OBJECTIVE: To determine the effects of matrix metalloproteinase (MMP)-13, compared with interleukin (IL)-1alpha, on cartilage matrix molecule gene expression in a coculture system of equine cartilage explants and synoviocytes. SAMPLE POPULATION: Articular cartilage and synovium specimens harvested from femoropatellar joints of 4 horses, aged 3 to 5 years. PROCEDURES: Synoviocytes were isolated and cocultured with cartilage explants. Cultures were treated with human recombinant MMP-13 (1, 25, or 100 ng/mL) or IL-1alpha (0.01, 0.1, 1.0, or 10 ng/mL) for 96 hours, with medium exchange at 48 hours. Cartilage extracts and media were analyzed for glycosaminoglycan (GAG) content, and results were adjusted to cartilage DNA content. Quantitative PCR was performed on mRNA from cartilage (MMP-3, MMP-13, aggrecan, and collagen type IIB [COL2A1]) and synoviocytes (MMP-3 and MMP-13), and results were adjusted to 18S ribosomal subunit mRNA expression. Treatments were performed in triplicate, and the experiment was repeated 4 times. RESULTS: Cultures treated with MMP-13 or IL-1alpha had increased media GAG concentration at 48 and 96 hours. Aggrecan and COL2A1 mRNA expression were increased by application of MMP-13 or IL-1alpha. Gene expression of the catabolic mediator, MMP-3, in cartilage and synoviocytes was increased in cultures treated with MMP-13 or IL-1alpha. Expression of MMP-13 mRNA in cartilage was increased by IL-1alpha, but decreased in synoviocytes by MMP-13 treatment. CONCLUSIONS AND CLINICAL RELEVANCE: Results support the use of recombinant MMP-13 in a coculture system of synoviocytes and cartilage explants for the study of osteoarthritis.
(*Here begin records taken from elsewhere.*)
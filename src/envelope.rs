//! Message envelopes pulled from the consumer multiplexer.
//!
//! An envelope is a single message plus its metadata: owning partition,
//! source offset, optional key, payload, and timestamps. Two sentinel
//! shapes share the type: end-of-stream envelopes (reserved offset, no
//! key) and watermark envelopes (no offset, payload carrying a monotonic
//! timestamp).
//!
//! This module also owns the elasticity routing decision: a pure function
//! of `(key, offset, elasticity_factor)` that narrows a raw partition to a
//! key bucket. The bucket hash is xxh3-64 folded to its upper 32 bits; it
//! is a deployment contract and must match the hash the upstream writer
//! used to shard keys.

use bytes::Bytes;
use xxhash_rust::xxh3::xxh3_64;

use crate::partition::PartitionId;

/// Reserved offset marking end-of-stream envelopes. Offsets starting with
/// a NUL byte are reserved; equality is byte-for-byte.
pub const END_OF_STREAM_OFFSET: &str = "\0END_OF_STREAM";

/// Sentinel payload of an end-of-stream envelope.
#[derive(Clone, Debug, PartialEq, Eq)]
pub struct EndOfStreamMessage {
    /// The stream partition that has ended.
    pub partition: PartitionId,
}

/// Sentinel payload carrying event-time progress for its partition.
#[derive(Clone, Debug, PartialEq, Eq)]
pub struct WatermarkMessage {
    /// Monotonic event-time watermark in epoch milliseconds.
    pub timestamp: i64,
}

/// Message payload: ordinary bytes or one of the control sentinels.
#[derive(Clone, Debug, PartialEq, Eq)]
pub enum Payload {
    Data(Bytes),
    EndOfStream(EndOfStreamMessage),
    Watermark(WatermarkMessage),
}

/// A single message received from a partition of an input stream.
#[derive(Clone, Debug)]
pub struct Envelope {
    partition: PartitionId,
    offset: Option<String>,
    key: Option<Bytes>,
    payload: Payload,
    size: usize,
    event_time: i64,
    arrival_time: i64,
}

impl Envelope {
    /// An ordinary data envelope. Arrival time is stamped with the current
    /// wall clock; event time 0 means unassigned.
    pub fn new(
        partition: PartitionId,
        offset: impl Into<String>,
        key: Option<Bytes>,
        payload: Bytes,
    ) -> Self {
        let size = key.as_ref().map_or(0, Bytes::len) + payload.len();
        Self {
            partition,
            offset: Some(offset.into()),
            key,
            payload: Payload::Data(payload),
            size,
            event_time: 0,
            arrival_time: wall_clock_ms(),
        }
    }

    /// Sets both timestamps explicitly (epoch milliseconds).
    pub fn with_times(mut self, event_time: i64, arrival_time: i64) -> Self {
        self.event_time = event_time;
        self.arrival_time = arrival_time;
        self
    }

    /// The end-of-stream envelope for a partition: reserved offset, no
    /// key, sentinel payload carrying the partition.
    pub fn end_of_stream(partition: PartitionId) -> Self {
        Self {
            partition: partition.clone(),
            offset: Some(END_OF_STREAM_OFFSET.to_string()),
            key: None,
            payload: Payload::EndOfStream(EndOfStreamMessage { partition }),
            size: 0,
            event_time: 0,
            arrival_time: wall_clock_ms(),
        }
    }

    /// A watermark envelope: no offset, payload carrying a monotonic
    /// timestamp.
    pub fn watermark(partition: PartitionId, timestamp: i64) -> Self {
        Self {
            partition,
            offset: None,
            key: None,
            payload: Payload::Watermark(WatermarkMessage { timestamp }),
            size: 0,
            event_time: 0,
            arrival_time: wall_clock_ms(),
        }
    }

    pub fn partition(&self) -> &PartitionId {
        &self.partition
    }

    pub fn offset(&self) -> Option<&str> {
        self.offset.as_deref()
    }

    pub fn key(&self) -> Option<&Bytes> {
        self.key.as_ref()
    }

    pub fn payload(&self) -> &Payload {
        &self.payload
    }

    pub fn size(&self) -> usize {
        self.size
    }

    pub fn event_time(&self) -> i64 {
        self.event_time
    }

    pub fn arrival_time(&self) -> i64 {
        self.arrival_time
    }

    /// True iff the offset equals the reserved end-of-stream literal.
    pub fn is_end_of_stream(&self) -> bool {
        self.offset
            .as_deref()
            .is_some_and(|offset| offset.as_bytes() == END_OF_STREAM_OFFSET.as_bytes())
    }

    pub fn is_watermark(&self) -> bool {
        matches!(self.payload, Payload::Watermark(_))
    }

    /// The partition this envelope routes to under the given elasticity
    /// factor.
    ///
    /// With `factor <= 1` this is the raw partition. Otherwise the bucket
    /// is derived from the key, falling back to the offset; envelopes with
    /// neither (watermarks) land in bucket 0. Sentinels that must reach
    /// every key bucket of the partition are the caller's responsibility
    /// to fan out.
    pub fn effective_partition(&self, elasticity_factor: u32) -> PartitionId {
        if elasticity_factor <= 1 {
            return self.partition.clone();
        }
        let hashable = self
            .key
            .as_deref()
            .or_else(|| self.offset.as_deref().map(str::as_bytes));
        match hashable {
            Some(bytes) => self
                .partition
                .with_key_bucket(key_bucket_for(bytes, elasticity_factor)),
            None => self.partition.with_key_bucket(0),
        }
    }
}

/// Envelope identity ignores timestamps, matching how scripted test
/// doubles and routing compare messages.
impl PartialEq for Envelope {
    fn eq(&self, other: &Self) -> bool {
        self.partition == other.partition
            && self.offset == other.offset
            && self.key == other.key
            && self.payload == other.payload
    }
}

impl Eq for Envelope {}

/// Key bucket for a hashable key or offset.
///
/// The hash code is spread modulo 31 before the final fold so poorly
/// distributed inputs still cover all buckets; the factor is capped at 16
/// by configuration, so 31 is safe as the intermediate modulus.
pub fn key_bucket_for(hashable: &[u8], elasticity_factor: u32) -> u32 {
    let hash = (xxh3_64(hashable) >> 32) as u32;
    (hash % 31) % elasticity_factor
}

fn wall_clock_ms() -> i64 {
    use std::time::{SystemTime, UNIX_EPOCH};
    SystemTime::now()
        .duration_since(UNIX_EPOCH)
        .map(|elapsed| elapsed.as_millis() as i64)
        .unwrap_or(0)
}

#[cfg(test)]
mod tests {
    use super::*;
    use crate::partition::Partition;

    fn ssp() -> PartitionId {
        PartitionId::new("test-system", "test-stream", Partition(0))
    }

    #[test]
    fn end_of_stream_offset_is_recognized_bytewise() {
        let eos = Envelope::end_of_stream(ssp());
        assert!(eos.is_end_of_stream());
        assert_eq!(eos.offset(), Some(END_OF_STREAM_OFFSET));
        assert!(eos.offset().unwrap().as_bytes().starts_with(&[0]));

        let ordinary = Envelope::new(ssp(), "END_OF_STREAM", None, Bytes::new());
        assert!(!ordinary.is_end_of_stream());
    }

    #[test]
    fn watermark_has_no_offset() {
        let wm = Envelope::watermark(ssp(), 42);
        assert!(wm.is_watermark());
        assert!(!wm.is_end_of_stream());
        assert_eq!(wm.offset(), None);
        assert_eq!(
            wm.payload(),
            &Payload::Watermark(WatermarkMessage { timestamp: 42 })
        );
    }

    #[test]
    fn factor_one_keeps_the_raw_partition() {
        let env = Envelope::new(ssp(), "7", Some(Bytes::from_static(b"key")), Bytes::new());
        assert_eq!(env.effective_partition(1), ssp());
        assert_eq!(env.effective_partition(0), ssp());
    }

    #[test]
    fn key_takes_precedence_over_offset() {
        let keyed = Envelope::new(ssp(), "7", Some(Bytes::from_static(b"key0")), Bytes::new());
        let expected = ssp().with_key_bucket(key_bucket_for(b"key0", 4));
        assert_eq!(keyed.effective_partition(4), expected);
    }

    #[test]
    fn keyless_envelope_routes_by_offset() {
        let unkeyed = Envelope::new(ssp(), "7", None, Bytes::new());
        let expected = ssp().with_key_bucket(key_bucket_for(b"7", 4));
        assert_eq!(unkeyed.effective_partition(4), expected);
    }

    #[test]
    fn watermark_without_key_or_offset_lands_in_bucket_zero() {
        let wm = Envelope::watermark(ssp(), 99);
        assert_eq!(wm.effective_partition(4), ssp().with_key_bucket(0));
    }

    #[test]
    fn bucket_follows_the_documented_fold() {
        let keys: [&[u8]; 4] = [b"a", b"key0", b"key1", b"\x00END_OF_STREAM"];
        for key in keys {
            for factor in 2..=16u32 {
                let bucket = key_bucket_for(key, factor);
                let expected = ((xxh3_64(key) >> 32) as u32 % 31) % factor;
                assert_eq!(bucket, expected);
                assert!(bucket < factor);
            }
        }
    }

    #[test]
    fn same_key_always_routes_to_the_same_bucket() {
        let a = Envelope::new(ssp(), "0", Some(Bytes::from_static(b"key")), Bytes::new());
        let b = Envelope::new(ssp(), "9", Some(Bytes::from_static(b"key")), Bytes::new());
        assert_eq!(a.effective_partition(8), b.effective_partition(8));
    }

    #[test]
    fn size_covers_key_and_payload() {
        let env = Envelope::new(
            ssp(),
            "0",
            Some(Bytes::from_static(b"key0")),
            Bytes::from_static(b"value0"),
        );
        assert_eq!(env.size(), 10);
    }

    #[test]
    fn equality_ignores_timestamps() {
        let a = Envelope::new(ssp(), "0", None, Bytes::from_static(b"v")).with_times(1, 2);
        let b = Envelope::new(ssp(), "0", None, Bytes::from_static(b"v")).with_times(3, 4);
        assert_eq!(a, b);
    }
}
Assessment of the catabolic effects of interleukin-1beta on proteoglycan metabolism in equine cartilage cocultured with synoviocytes.

OBJECTIVE: To evaluate the effects of interleukin (IL)-1beta on proteoglycan metabolism in equine cartilage explants when cultured in the presence of synoviocytes. SAMPLE POPULATION: Samples of cartilage and synovium collected from the femoropatellar joints of three 2- to 3-year-old horses. PROCEDURES: 3 experimental groups were established: cartilage explants only, synoviocytes only, and cartilage explants-synoviocytes in coculture. In each group, samples were cultured with or without IL-1beta (10 ng/mL) for 96 hours. Glycosaminoglycan (GAG) content of cartilage and medium samples was measured by use of a spectrophotometric assay; RNA was isolated from synoviocytes and cartilage and analyzed for expression of matrix metalloproteinases (MMP)-3 and -13 (cartilage and synoviocytes), aggrecan (cartilage), collagen type IIB (cartilage), and 18S as a control (cartilage and synoviocytes) by use of quantitative PCR assays. Cartilage matrix metachromasia was assessed histochemically. RESULTS: IL-1beta-induced GAG loss from cartilage was significantly less in cocultures than in cartilage-only cultures. Cartilage aggrecan gene expression was also significantly less downregulated and synoviocyte MMP-3 expression was less upregulated by IL-1beta in cocultures, compared with cartilage- and synoviocyte only cultures. Histochemical findings supported the molecular and biochemical results and revealed maintenance of matrix metachromasia in cocultured cartilage treated with IL-1beta. CONCLUSIONS AND CLINICAL RELEVANCE: Results suggest that synoviocytes secrete 1 or more mediators that preferentially protect matrix GAG metabolism from the degradative effects of IL-1beta. Further studies involving proteomic and microarray approaches in similar coculture systems may elucidate novel therapeutic targets for the treatment of osteoarthritis.